Die ARD zeigt eine dreiteilige „Bombenkriegs“-Doku –und verwendet das Wort Ausrottung leider zu einseitig

Es knallt im deutschen Fernsehen. Seit Monaten bombardieren uns die Sender mit kriegerischem Gedenken ans vorige Jahrhundert. Verdun, Wolfsschanze, Normandie, Weltkriege, meist an Jubiläen gekoppelt, gern mal einfach so.

Das aktuelle Beispiel heißt „Bombenkrieg“, läuft ab heute dreimal montags in der ARD und ist eigentlich eine gute Sache. Jeweils 45 Minuten lang wird die wohl verheerendste aller konventionellen Angriffsstrategien analysiert. Gespickt mit Archivmaterial haben die Regisseure Johannes Eglau und Florian Huber eine Historiografie des Kriegs von oben erstellt – vom Fieseler Storch mit Handabwurf über den Testlauf industrialisierter Flächenbombardements auf Guernica bis hin zu Dresden.

Drei gute Dokumentationen, könnte man meinen.
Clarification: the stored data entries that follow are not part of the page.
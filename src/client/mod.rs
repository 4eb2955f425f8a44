//! Connection facade over a broker transport.
//!
//! A [`Connection`] composes the subscription registry, the thing session
//! registry and the inbound deframer over one [`Service`](crate::service::Service)
//! handle, and routes transport events to [`Observers`]. Connections are
//! assembled by [`ConnectionBuilder`].

mod builder;
mod error;
mod hooks;
mod runtime;

pub use builder::ConnectionBuilder;
pub use error::ClientError;
pub use hooks::{
    DeltaHandler,
    ErrorHandler,
    EventHandler,
    MessageHandler,
    Observers,
    StatusHandler,
    SubscriptionHandler,
    ThingHandler,
    TimeoutHandler,
};
pub use runtime::{Connection, SharedConnection, lock};

#[cfg(test)]
mod tests;
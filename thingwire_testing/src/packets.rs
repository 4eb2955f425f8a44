//! Builders for server-to-client MQTT 3.1.1 packets.
//!
//! Each function returns the complete encoded packet, fixed header included.

use thingwire::{byte_order::write_remaining_length, message::QoS};

/// Prefix `body` with a fixed header.
///
/// # Panics
///
/// Panics if `body` exceeds the largest encodable remaining length.
#[must_use]
pub fn frame(header: u8, body: &[u8]) -> Vec<u8> {
    let mut out = vec![header];
    out.extend(write_remaining_length(body.len()).expect("body length fits in four bytes"));
    out.extend_from_slice(body);
    out
}

fn string(value: &str) -> Vec<u8> {
    let len = u16::try_from(value.len()).expect("string fits a u16 length prefix");
    let mut out = len.to_be_bytes().to_vec();
    out.extend_from_slice(value.as_bytes());
    out
}

/// QoS 0 PUBLISH of `payload` on `topic`.
#[must_use]
pub fn publish(topic: &str, payload: &[u8]) -> Vec<u8> {
    let mut body = string(topic);
    body.extend_from_slice(payload);
    frame(0x30, &body)
}

/// PUBLISH at `qos`; `packet_id` is written for QoS 1 and 2 only.
#[must_use]
pub fn publish_with_qos(topic: &str, payload: &[u8], qos: QoS, packet_id: u16) -> Vec<u8> {
    let mut body = string(topic);
    if qos != QoS::AtMostOnce {
        body.extend_from_slice(&packet_id.to_be_bytes());
    }
    body.extend_from_slice(payload);
    frame(0x30 | (u8::from(qos) << 1), &body)
}

/// CONNACK with the given return code.
#[must_use]
pub fn connack(session_present: bool, return_code: u8) -> Vec<u8> {
    frame(0x20, &[u8::from(session_present), return_code])
}

/// SUBACK for `packet_id`; `None` encodes a refused filter.
#[must_use]
pub fn suback(packet_id: u16, codes: &[Option<QoS>]) -> Vec<u8> {
    let mut body = packet_id.to_be_bytes().to_vec();
    body.extend(codes.iter().map(|code| code.map_or(0x80, u8::from)));
    frame(0x90, &body)
}

/// UNSUBACK for `packet_id`.
#[must_use]
pub fn unsuback(packet_id: u16) -> Vec<u8> { frame(0xb0, &packet_id.to_be_bytes()) }

/// PUBACK for `packet_id`.
#[must_use]
pub fn puback(packet_id: u16) -> Vec<u8> { frame(0x40, &packet_id.to_be_bytes()) }

/// PINGRESP.
#[must_use]
pub fn pingresp() -> Vec<u8> { frame(0xd0, &[]) }
//! Translate [`ConnectionConfig`] into `rumqttc` options.

use rumqttc::{MqttOptions, Transport};

use crate::config::{ConnectionConfig, Protocol};

/// Port used for MQTT over secure WebSockets.
pub const WSS_PORT: u16 = 443;

/// Broker URL for `config`.
#[must_use]
pub fn broker_url(config: &ConnectionConfig) -> String {
    match config.protocol {
        Protocol::SecureWebSocket => format!("wss://{}:{WSS_PORT}/mqtt", config.host.trim()),
    }
}

/// Build client options for `client_id`.
///
/// Credentials are only attached when at least one field is set; signed URL
/// flows leave them empty.
#[must_use]
pub fn mqtt_options(config: &ConnectionConfig, client_id: &str) -> MqttOptions {
    let mut options = MqttOptions::new(client_id, broker_url(config), WSS_PORT);
    options
        .set_keep_alive(config.keep_alive)
        .set_clean_session(true);
    match config.protocol {
        Protocol::SecureWebSocket => {
            options.set_transport(Transport::wss_with_default_config());
        }
    }
    if !config.credentials.is_empty() {
        options.set_credentials(
            config.credentials.access_key_id.clone(),
            config.credentials.secret_key.clone(),
        );
    }
    options
}

#[cfg(test)]
mod tests {
    use std::time::Duration;

    use super::*;

    #[test]
    fn url_targets_the_mqtt_path() {
        let config = ConnectionConfig::default().with_host(" broker.example ");
        assert_eq!(broker_url(&config), "wss://broker.example:443/mqtt");
    }

    #[test]
    fn options_carry_identity_and_keep_alive() {
        let config = ConnectionConfig::default().with_host("broker.example");
        let options = mqtt_options(&config, "dev-1");

        assert_eq!(options.client_id(), "dev-1");
        assert_eq!(options.keep_alive(), Duration::from_secs(300));
        assert!(options.credentials().is_none());
    }
}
Wir lernen, dass Hermann Göring ein gefeierter Jagdbomber des Ersten Weltkriegs war oder das Schlachtfeld 1917 erstmals von der Front in die Stadt (London) verlagert wurde. Doch all die gute Recherche, die Riege redseliger Zeitzeugen aller Lager und Kevin Spaceys Stimme (Till Hagen) aus dem Off können nicht über den abrechnenden Grundton der NDR-Produktionen hinwegtäuschen.

Bereits der Einstieg von Teil 1 („Angriff“) kümmert sich um die „Tortur für Stukka-Piloten“, denen beim Sturzflug „das Blut in den Kopf schießt“. Etwas eigenwillig, mit den Tätern zu beginnen, vielleicht ja ein dramaturgischer Trick, wie ihn auch unverdächtige Filmer wie Nikolaus Geyrhalter gern mal wählen. Und die Opfer bleiben keineswegs unerwähnt. Doch mit jeder Minute spitzt sich die chronologische Handlung auf den Luftkrieg über Deutschland zu, die Frage also, ob die „Operation Gomorrha“ ein singuläres Verbrechen war. Wird die Eskalationslogik von Angriffen und Gegenangriffen im zweiten Teil („Gegenschlag“) noch ausgewogen dargestellt, geht es in Teil 3 („Untergang“) nur noch um alliierte Attacken und deutsche Attackierte.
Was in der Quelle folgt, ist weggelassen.